The PI3K signalling pathway is one of the prominent pathways that promote tumor cell survival. PI3K is activated by many cancer related receptor tyrosine kinases (e.g. PDGFR, EGFR, HER2/3, or IGF-1R), cell adhesion molecules, GPCR, and oncogenic proteins (such as Ras). The PI3K pathway activation by genetic alteration of PI3K (activation mutation and/or amplification) and/or loss-of-function of the tumour suppressor PTEN are frequently found in many tumors. Furthermore, activation of PI3K is one of the major mechanisms causing the resistance of tumors to radio-, chemo- and targeted therapeutics. Once PI3K is activated, it catalyzes the generation of PIP3 from PIP2. The biological active PIP3 binds to the pleckstrin homology (PH) domains of PDK-1, AKT, and other PH-domain containing proteins, such as Rho and PLC. As the consequence of binding to PIP3, these proteins are translocated to the cell membrane and are subsequently activated to induce tumor cell proliferation, survival, invasion and migration. The extracellular signal-regulated kinase 1/2 (ERK1/2) mitogen-activated protein kinase (MAPK) signalling pathway constitutes a central pathway in growth and differentiation and plays a critical role in oncogenesis (Lake et al. (2016) Cell. Mol. Life Sci. 73, 4397-4413; Rauch et al. (2016) Curr. Opin. Chem. Biol. 41, 151-158). The MAPK signalling cascades are activated by external stimuli transmitted through membrane receptors comprising many receptor tyrosine kinases (RTKs) such as FGFRs, epidermal growth factor receptors (EGFR family) or the hepatocyte growth factor receptor (HGFR, encoded by the MET gene). Extracellular ligands binding to a specific receptor tyrosine kinase (RTK) promote receptor dimerization and autophosphorylation which enables interaction with adaptor proteins followed by recruitment and activation of small GTPases like RAS proteins and activation of RAF kinase family members. Activated RAF kinases phosphorylate and thus activate mitogen-activated protein kinase kinases such as MEK1 (encoded by MAP2K1) or MEK2 (encoded by MAP2K2), which phosphorylate and activate ERK1/2. As the terminal master kinase of the MAPK pathway ERK1/2 has over 150 substrates including many transcription factors, thus acting as a signalling hub in influencing cellular proliferation, differentiation and survival (Lake et al. (2016) Cell. Mol. Life Sci. 73, 4397-4413).

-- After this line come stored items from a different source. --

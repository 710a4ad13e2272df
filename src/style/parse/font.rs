//! Font-related CSS parsing.

use cssparser::{Parser, Token};

use crate::style::properties::{FontStyle, FontWeight};

use super::keywords::parse_font_style;
use super::values::{parse_length, parse_value};

/// Reference font size in pixels used to turn `px` line heights into
/// multipliers.
const BASE_FONT_PX: f32 = 16.0;
/// Reference font size in points used to turn `pt` line heights into
/// multipliers.
const BASE_FONT_PT: f32 = 12.0;

/// Resolve a `font-size` value to points.
///
/// Absolute keywords map to fixed sizes. `smaller` and `larger` resolve to
/// -2 and 2, which the text mapper applies as the size itself rather than
/// as a step from the inherited size.
pub fn resolve_font_size(value: &str) -> Option<f32> {
    parse_value(value, parse_font_size)
}

/// Resolve a `line-height` value to a multiplier.
pub fn resolve_line_height(value: &str) -> Option<f32> {
    parse_value(value, parse_line_height)
}

/// Resolve a `font-weight` value.
pub fn resolve_font_weight(value: &str) -> Option<FontWeight> {
    parse_value(value, parse_font_weight)
}

/// Resolve a `font-style` value.
pub fn resolve_font_style(value: &str) -> Option<FontStyle> {
    parse_value(value, parse_font_style)
}

/// Resolve the first family of a `font-family` list, without quotes.
///
/// The name is taken verbatim up to the first comma outside quotes, so
/// families such as `3Dumb` or `Font 2` that do not tokenize as identifiers
/// survive intact. Fallback families are not used.
pub fn resolve_font_family(value: &str) -> Option<String> {
    let family = first_family(value)
        .trim()
        .trim_matches(|c: char| c == '\'' || c == '"')
        .trim();
    (!family.is_empty()).then(|| family.to_string())
}

fn first_family(value: &str) -> &str {
    let mut quote = None;
    for (i, c) in value.char_indices() {
        match (quote, c) {
            (None, '\'' | '"') => quote = Some(c),
            (Some(open), _) if c == open => quote = None,
            (None, ',') => return &value[..i],
            _ => {}
        }
    }
    value
}

/// Sizes must be positive. Only the relative keywords resolve below zero.
pub(crate) fn parse_font_size(input: &mut Parser<'_, '_>) -> Option<f32> {
    if let Ok(ident) = input.try_parse(|i| i.expect_ident_cloned()) {
        // Values from https://www.w3.org/TR/css-fonts-4/#absolute-size-mapping
        let size = match ident.to_ascii_lowercase().as_str() {
            "xx-small" => 9.0,
            "x-small" => 10.0,
            "small" => 13.0,
            "medium" => 16.0,
            "large" => 18.0,
            "x-large" => 24.0,
            "xx-large" => 32.0,
            "xxx-large" => 48.0,
            "smaller" => -2.0,
            "larger" => 2.0,
            _ => return None,
        };
        return Some(size);
    }

    parse_length(input).filter(|size| *size > 0.0)
}

pub(crate) fn parse_line_height(input: &mut Parser<'_, '_>) -> Option<f32> {
    let multiplier = match input.next().ok()? {
        // Unitless number is already a multiplier
        Token::Number { value, .. } => Some(*value),
        Token::Dimension { value, unit, .. } if unit.eq_ignore_ascii_case("px") => {
            Some(*value / BASE_FONT_PX)
        }
        Token::Dimension { value, unit, .. } if unit.eq_ignore_ascii_case("pt") => {
            Some(*value / BASE_FONT_PT)
        }
        _ => None,
    };
    multiplier.filter(|m| *m > 0.0)
}

pub(crate) fn parse_font_weight(input: &mut Parser<'_, '_>) -> Option<FontWeight> {
    if let Ok(token) = input.try_parse(|i| i.expect_ident_cloned()) {
        let weight = match token.to_ascii_lowercase().as_str() {
            "normal" => FontWeight::NORMAL,
            "bold" | "bolder" => FontWeight::BOLD,
            "lighter" => FontWeight(300),
            _ => return None,
        };
        return Some(weight);
    }

    match input.next().ok()? {
        Token::Number {
            int_value: Some(v), ..
        } => Some(FontWeight((*v).clamp(0, i32::from(u16::MAX)) as u16)),
        _ => None,
    }
}
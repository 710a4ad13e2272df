//! Rendering lines of markup into layout sinks.
//!
//! A line is a run of sibling nodes laid out as one paragraph. Rendering a
//! line resolves its list context, opens a marker row when the line sits in
//! a list, trims the line's outer whitespace and emits its styled runs.
//!
//! ```
//! use runweave::dom::Document;
//! use runweave::render::{LineRenderer, Recorder};
//! use runweave::style::TagStyleTable;
//!
//! let mut doc = Document::parse_html("<ol><li> first <b>item</b></li></ol>");
//! let li = doc.find_by_tag("li").unwrap();
//! let line: Vec<_> = doc.children(li).collect();
//!
//! let renderer = LineRenderer::new(TagStyleTable::html_defaults());
//! let (mut container, mut text) = (Recorder::new(), Recorder::new());
//! assert!(renderer.render_line(&mut doc, &line, &mut container, &mut text));
//! assert_eq!(container.marker(), Some("1. "));
//! assert_eq!(text.text(), "first item");
//! ```

mod flatten;
mod list;
mod sink;

pub use flatten::{ResolvedRun, flatten_line, trim_line};
pub use list::{ListContext, ListMarker, is_block_tag, is_list_tag};
pub use sink::{ContainerSink, Recorder, SinkEvent, TextSink};

use crate::dom::{Document, NodeId};
use crate::style::{Cascade, CascadeOrder, ContainerStyle, StyleDeclarationSet, TagStyleTable};

/// Lead column glyph for unordered list items.
pub const DEFAULT_BULLET: &str = "•  ";

/// Minimum width of the lead column, in points.
pub const DEFAULT_LEAD_COLUMN_WIDTH: f32 = 26.0;

/// Rendering configuration.
#[derive(Debug, Clone, PartialEq)]
pub struct RenderOptions {
    /// Which end of the ancestor chain wins style conflicts.
    pub cascade_order: CascadeOrder,
    /// Minimum width of the list marker column, in points.
    pub lead_column_min_width: f32,
    /// Lead column text for unordered list items.
    pub bullet: String,
}

impl Default for RenderOptions {
    fn default() -> Self {
        Self {
            cascade_order: CascadeOrder::default(),
            lead_column_min_width: DEFAULT_LEAD_COLUMN_WIDTH,
            bullet: DEFAULT_BULLET.to_string(),
        }
    }
}

impl RenderOptions {
    pub fn with_cascade_order(mut self, order: CascadeOrder) -> Self {
        self.cascade_order = order;
        self
    }

    pub fn with_lead_column_min_width(mut self, width: f32) -> Self {
        self.lead_column_min_width = width;
        self
    }

    pub fn with_bullet(mut self, bullet: impl Into<String>) -> Self {
        self.bullet = bullet.into();
        self
    }
}

/// Renders lines of one or more documents against a fixed tag table.
#[derive(Debug, Clone, Default)]
pub struct LineRenderer {
    table: TagStyleTable,
    options: RenderOptions,
}

impl LineRenderer {
    pub fn new(table: TagStyleTable) -> Self {
        Self::with_options(table, RenderOptions::default())
    }

    pub fn with_options(table: TagStyleTable, options: RenderOptions) -> Self {
        Self { table, options }
    }

    pub fn table(&self) -> &TagStyleTable {
        &self.table
    }

    pub fn options(&self) -> &RenderOptions {
        &self.options
    }

    /// Cascade over `doc` with this renderer's table and order.
    pub fn cascade<'a>(&'a self, doc: &'a Document) -> Cascade<'a> {
        Cascade::new(doc, &self.table).with_order(self.options.cascade_order)
    }

    /// Styled runs of a line, without trimming it.
    pub fn flatten(&self, doc: &Document, line: &[NodeId]) -> Vec<ResolvedRun> {
        flatten_line(&self.cascade(doc), line)
    }

    /// Render one line.
    ///
    /// Opens a marker row on `container` when the line needs a lead column,
    /// trims the line in `doc`, then starts a line on `text` and emits every
    /// run. Returns `false`, emitting nothing, when the line is empty or its
    /// first node has no enclosing list item or block.
    pub fn render_line<C, T>(
        &self,
        doc: &mut Document,
        line: &[NodeId],
        container: &mut C,
        text: &mut T,
    ) -> bool
    where
        C: ContainerSink + ?Sized,
        T: TextSink + ?Sized,
    {
        let Some(&first) = line.first() else {
            tracing::debug!("empty line skipped");
            return false;
        };
        let Some(context) = ListContext::resolve(doc, first) else {
            tracing::debug!(node = first.0, "line has no enclosing block, skipped");
            return false;
        };

        if context.needs_lead_column() {
            let prefix = context.marker.prefix(&self.options.bullet);
            container.begin_marker_row(&prefix, self.options.lead_column_min_width);
        }

        trim_line(doc, line);
        let runs = self.flatten(doc, line);

        text.begin_line();
        for run in &runs {
            text.emit_run(run.text(), run.style());
        }

        tracing::trace!(
            node = first.0,
            marker = ?context.marker,
            runs = runs.len(),
            "line rendered"
        );
        true
    }

    /// Map the inline style of a block onto `container` and return the
    /// resolved container style.
    pub fn apply_block_style<C>(&self, doc: &Document, node: NodeId, container: &mut C) -> ContainerStyle
    where
        C: ContainerSink + ?Sized,
    {
        let style = match doc.get_attr(node, "style") {
            Some(inline) => {
                ContainerStyle::default().with_declarations(&StyleDeclarationSet::parse(inline))
            }
            None => ContainerStyle::default(),
        };
        style.apply_to(container);
        style
    }
}
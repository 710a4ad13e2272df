//! Tag-default text styles.
//!
//! A [`TagStyleTable`] maps a lowercase tag name to the [`TypographicStyle`]
//! an element starts from before its inline `style` is applied. Tables can be
//! assembled by hand or loaded from CSS whose selectors are plain tag names.

use std::collections::HashMap;

use cssparser::{
    AtRuleParser, DeclarationParser, ParseError, Parser, ParserInput, QualifiedRuleParser,
    RuleBodyItemParser, RuleBodyParser, StyleSheetParser,
};

use super::declaration::{StyleDeclarationSet, strip_important};
use super::types::TypographicStyle;

/// Default text styles for common HTML elements, in points.
const HTML_DEFAULTS_CSS: &str = r#"
    /* Emphasis */
    b, strong { font-weight: bold; }
    i, em, cite, var, dfn { font-style: italic; }
    u, ins { text-decoration: underline; }
    s, strike, del { text-decoration: line-through; }
    mark { background-color: yellow; }

    /* Headings */
    h1, h2, h3, h4, h5, h6 { font-weight: bold; }
    h1 { font-size: 24pt; }
    h2 { font-size: 18pt; }
    h3 { font-size: 14pt; }
    h4 { font-size: 12pt; }
    h5 { font-size: 10pt; }
    h6 { font-size: 8pt; }

    /* Monospace */
    code, kbd, samp, tt, pre { font-family: monospace; }

    /* Links */
    a { color: blue; text-decoration: underline; }
"#;

/// Lowercase tag name to default text style. Read-only during rendering.
#[derive(Debug, Clone, Default, PartialEq)]
pub struct TagStyleTable {
    styles: HashMap<String, TypographicStyle>,
}

impl TagStyleTable {
    /// An empty table: every tag falls back to the default style.
    pub fn new() -> Self {
        Self::default()
    }

    /// Built-in defaults for emphasis, headings, code and links.
    pub fn html_defaults() -> Self {
        Self::parse_css(HTML_DEFAULTS_CSS)
    }

    /// Load a table from CSS.
    ///
    /// Only rules whose selectors are all bare tag names are used; rules with
    /// other selectors and at-rules are skipped. Rules for the same tag layer
    /// in source order, so a later rule's properties replace earlier ones.
    pub fn parse_css(css: &str) -> Self {
        let mut table = Self::new();
        table.extend_css(css);
        table
    }

    /// Layer the rules of `css` over this table.
    pub fn extend_css(&mut self, css: &str) {
        let mut input = ParserInput::new(css);
        let mut parser = Parser::new(&mut input);
        let mut rule_parser = TagRuleParser { table: self };

        for result in StyleSheetParser::new(&mut parser, &mut rule_parser) {
            if let Err((_, rule)) = result {
                tracing::debug!(rule = %rule.trim(), "tag style rule skipped");
            }
        }
    }

    /// Set the style of a tag, replacing any previous entry.
    pub fn insert(&mut self, tag: &str, style: TypographicStyle) {
        self.styles.insert(tag.to_ascii_lowercase(), style);
    }

    /// Style of a tag (case-insensitive).
    pub fn get(&self, tag: &str) -> Option<&TypographicStyle> {
        match self.styles.get(tag) {
            Some(style) => Some(style),
            None => self.styles.get(&tag.to_ascii_lowercase()),
        }
    }

    /// Style of a tag, or the default style for unknown tags.
    pub fn style_for(&self, tag: &str) -> TypographicStyle {
        self.get(tag).cloned().unwrap_or_default()
    }

    pub fn len(&self) -> usize {
        self.styles.len()
    }

    pub fn is_empty(&self) -> bool {
        self.styles.is_empty()
    }

    /// Tags with an entry, in no particular order.
    pub fn tags(&self) -> impl Iterator<Item = &str> {
        self.styles.keys().map(String::as_str)
    }
}

/// Parser for top-level tag rules.
struct TagRuleParser<'a> {
    table: &'a mut TagStyleTable,
}

impl<'i> AtRuleParser<'i> for TagRuleParser<'_> {
    type Prelude = ();
    type AtRule = ();
    type Error = ();
}

impl<'i> QualifiedRuleParser<'i> for TagRuleParser<'_> {
    type Prelude = Vec<String>;
    type QualifiedRule = ();
    type Error = ();

    fn parse_prelude<'t>(
        &mut self,
        input: &mut Parser<'i, 't>,
    ) -> Result<Self::Prelude, ParseError<'i, Self::Error>> {
        parse_tag_list(input)
    }

    fn parse_block<'t>(
        &mut self,
        prelude: Self::Prelude,
        _start: &cssparser::ParserState,
        input: &mut Parser<'i, 't>,
    ) -> Result<Self::QualifiedRule, ParseError<'i, Self::Error>> {
        let mut declarations = StyleDeclarationSet::default();
        let mut decl_parser = DeclarationCollector {
            declarations: &mut declarations,
        };

        for result in RuleBodyParser::new(input, &mut decl_parser) {
            // Ignore errors - lenient parsing
            let _ = result;
        }

        for tag in prelude {
            let style = self
                .table
                .styles
                .get(&tag)
                .cloned()
                .unwrap_or_default()
                .with_declarations(&declarations);
            self.table.styles.insert(tag, style);
        }

        Ok(())
    }
}

/// Parse a comma-separated list of bare tag names.
fn parse_tag_list<'i>(input: &mut Parser<'i, '_>) -> Result<Vec<String>, ParseError<'i, ()>> {
    input.parse_comma_separated(parse_tag_name)
}

fn parse_tag_name<'i>(input: &mut Parser<'i, '_>) -> Result<String, ParseError<'i, ()>> {
    let tag = input.expect_ident()?;
    Ok(tag.to_ascii_lowercase())
}

/// Collects a rule body as raw declarations, so it goes through the same
/// mapper as inline styles.
struct DeclarationCollector<'a> {
    declarations: &'a mut StyleDeclarationSet,
}

impl<'i> AtRuleParser<'i> for DeclarationCollector<'_> {
    type Prelude = ();
    type AtRule = ();
    type Error = ();
}

impl<'i> QualifiedRuleParser<'i> for DeclarationCollector<'_> {
    type Prelude = ();
    type QualifiedRule = ();
    type Error = ();
}

impl<'i> DeclarationParser<'i> for DeclarationCollector<'_> {
    type Declaration = ();
    type Error = ();

    fn parse_value<'t>(
        &mut self,
        name: cssparser::CowRcStr<'i>,
        input: &mut Parser<'i, 't>,
        _start: &cssparser::ParserState,
    ) -> Result<Self::Declaration, ParseError<'i, Self::Error>> {
        let start = input.position();
        // Nested blocks are skipped whole, so the slice covers every
        // function argument up to the end of the declaration.
        while input.next().is_ok() {}
        // Priority does not matter for a single origin.
        let value = strip_important(input.slice_from(start).trim()).to_string();

        if value.is_empty() {
            return Err(input.new_custom_error(()));
        }
        self.declarations.insert(&name, &value);
        Ok(())
    }
}

impl<'i> RuleBodyItemParser<'i, (), ()> for DeclarationCollector<'_> {
    fn parse_declarations(&self) -> bool {
        true
    }
    fn parse_qualified(&self) -> bool {
        false
    }
}
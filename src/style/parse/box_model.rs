//! Box model shorthand parsing (margin, padding).

use cssparser::Parser;

use super::values::{parse_length, parse_value};

/// Insets for the four sides of a box, in points.
#[derive(Debug, Clone, Copy, Default, PartialEq)]
pub struct BoxInsets {
    pub top: f32,
    pub right: f32,
    pub bottom: f32,
    pub left: f32,
}

/// Resolve a `padding` or `margin` shorthand with one to four lengths.
pub fn resolve_box_shorthand(value: &str) -> Option<BoxInsets> {
    parse_value(value, parse_box_shorthand_values)
}

/// Parse margin/padding shorthand with 1-4 values.
pub(crate) fn parse_box_shorthand_values(input: &mut Parser<'_, '_>) -> Option<BoxInsets> {
    let mut values = Vec::with_capacity(4);

    while values.len() < 4 {
        match input.try_parse(|i| parse_length(i).ok_or_else(|| i.new_custom_error::<_, ()>(())))
        {
            Ok(len) => values.push(len),
            Err(_) => break,
        }
    }

    let (top, right, bottom, left) = expand_shorthand_4(values)?;
    Some(BoxInsets {
        top,
        right,
        bottom,
        left,
    })
}

/// Expand 1-4 values to (top, right, bottom, left) following CSS shorthand rules.
pub(crate) fn expand_shorthand_4<T: Copy>(values: Vec<T>) -> Option<(T, T, T, T)> {
    match values.len() {
        1 => {
            let v = values[0];
            Some((v, v, v, v))
        }
        2 => {
            let (tb, lr) = (values[0], values[1]);
            Some((tb, lr, tb, lr))
        }
        3 => {
            let (t, lr, b) = (values[0], values[1], values[2]);
            Some((t, lr, b, lr))
        }
        4 => Some((values[0], values[1], values[2], values[3])),
        _ => None,
    }
}

#[cfg(test)]
mod tests {
    use super::*;

    fn insets(top: f32, right: f32, bottom: f32, left: f32) -> BoxInsets {
        BoxInsets {
            top,
            right,
            bottom,
            left,
        }
    }

    #[test]
    fn test_shorthand_expansion() {
        assert_eq!(resolve_box_shorthand("4px"), Some(insets(4.0, 4.0, 4.0, 4.0)));
        assert_eq!(resolve_box_shorthand("4 8"), Some(insets(4.0, 8.0, 4.0, 8.0)));
        assert_eq!(
            resolve_box_shorthand("1pt 2pt 3pt"),
            Some(insets(1.0, 2.0, 3.0, 2.0))
        );
        assert_eq!(
            resolve_box_shorthand("1px 2px 3px 4px"),
            Some(insets(1.0, 2.0, 3.0, 4.0))
        );
    }

    #[test]
    fn test_shorthand_rejects_unresolvable_parts() {
        assert_eq!(resolve_box_shorthand(""), None);
        assert_eq!(resolve_box_shorthand("4px auto"), None);
        assert_eq!(resolve_box_shorthand("1em"), None);
        assert_eq!(resolve_box_shorthand("1 2 3 4 5"), None);
    }
}
//! Ancestor cascade of text styles.
//!
//! A node's own style is its tag default with its inline `style` applied.
//! The effective style combines the own styles of the node and every
//! ancestor up to the root. Conflicts resolve by [`CascadeOrder`]: under the
//! default, the outermost ancestor that sets a property wins.

use crate::dom::{Document, NodeId};

use super::declaration::StyleDeclarationSet;
use super::tag_table::TagStyleTable;
use super::types::TypographicStyle;

/// Which end of the ancestor chain wins a property both ends set.
#[derive(Debug, Clone, Copy, PartialEq, Eq, Hash, Default)]
pub enum CascadeOrder {
    /// The node's own style is laid down first and each ancestor, parent to
    /// root, is laid over it. The root has the final say.
    #[default]
    OutermostWins,
    /// Root first, node last: the node has the final say, as in CSS
    /// inheritance.
    InnermostWins,
}

/// Style resolution over one document and tag table.
#[derive(Debug, Clone, Copy)]
pub struct Cascade<'a> {
    doc: &'a Document,
    table: &'a TagStyleTable,
    order: CascadeOrder,
}

impl<'a> Cascade<'a> {
    pub fn new(doc: &'a Document, table: &'a TagStyleTable) -> Self {
        Self {
            doc,
            table,
            order: CascadeOrder::default(),
        }
    }

    pub fn with_order(mut self, order: CascadeOrder) -> Self {
        self.order = order;
        self
    }

    pub fn order(&self) -> CascadeOrder {
        self.order
    }

    pub fn document(&self) -> &'a Document {
        self.doc
    }

    /// Tag default overlaid with the node's inline style. Text and other
    /// non-element nodes have no own style.
    pub fn own_style(&self, node: NodeId) -> TypographicStyle {
        let Some(tag) = self.doc.tag_name(node) else {
            return TypographicStyle::default();
        };
        let base = self.table.style_for(tag);
        match self.doc.get_attr(node, "style") {
            Some(inline) => base.with_declarations(&StyleDeclarationSet::parse(inline)),
            None => base,
        }
    }

    /// Own styles of the node and all its ancestors, combined.
    pub fn effective_style(&self, node: NodeId) -> TypographicStyle {
        let chain = self.doc.self_and_ancestors(node);
        match self.order {
            CascadeOrder::OutermostWins => chain.fold(TypographicStyle::default(), |style, id| {
                style.overlay(&self.own_style(id))
            }),
            CascadeOrder::InnermostWins => {
                let chain: Vec<NodeId> = chain.collect();
                chain
                    .into_iter()
                    .rev()
                    .fold(TypographicStyle::default(), |style, id| {
                        style.overlay(&self.own_style(id))
                    })
            }
        }
    }

    /// Combine a node's own style with the effective style of its parent.
    ///
    /// Overlay is associative, so folding `compose` down from the root gives
    /// the same result as [`effective_style`](Self::effective_style). This
    /// lets a tree walk thread the parent's style down instead of walking
    /// back up from every node.
    pub fn compose(&self, own: &TypographicStyle, inherited: &TypographicStyle) -> TypographicStyle {
        match self.order {
            CascadeOrder::OutermostWins => own.overlay(inherited),
            CascadeOrder::InnermostWins => inherited.overlay(own),
        }
    }
}
//! Markup tree consumed by the style cascade and run flattener.
//!
//! The tree is an index arena: parents own their children, and each node
//! keeps a plain index back to its parent for upward walks. Trees come from
//! [`Document::parse_html`] or are assembled by hand with
//! [`Document::create_element`], [`Document::create_text`] and
//! [`Document::append`].

mod arena;
mod tree_sink;

pub use arena::{Ancestors, Attribute, Children, Document, Node, NodeData, NodeId};

use html5ever::driver::ParseOpts;
use html5ever::parse_document;
use html5ever::tendril::TendrilSink;

use tree_sink::ArenaSink;

impl Document {
    /// Parse an HTML document (or fragment, which html5ever wraps in
    /// `html`/`body`) into an arena tree.
    pub fn parse_html(html: &str) -> Document {
        let sink = ArenaSink::new();
        parse_document(sink, ParseOpts::default())
            .from_utf8()
            .one(html.as_bytes())
            .into_document()
    }

    /// The `body` element of a parsed document, or the root if absent.
    pub fn body(&self) -> NodeId {
        self.find_by_tag("body").unwrap_or(self.root())
    }
}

The components of the RAS/RAF/MEK/ERK pathway are frequently mutated in cancer (Forbes et al. (2015) Nucleic Acids Res. 43, D805-D811). This leads to aberrant ERK1/2 activation resulting in deregulated proliferation, increased cell survival and resistance to apoptosis and ultimately to malignant transformation and tumor growth. Furthermore, reactivation of the ERK pathway is a common mechanism of drug resistance to receptor tyrosine kinase inhibitors such as rogaratinib. Reactivation of ERK1/2 signalling can occur either through pathway activation by upstream components e.g. activation of the target RTK (FGFRs in case of rogaratinib) or other RTKs (like HGFR or EGFR family in case of rogaratinib) by mutation or amplification or downstream components such as RAS activation or MEK1/2 mutations.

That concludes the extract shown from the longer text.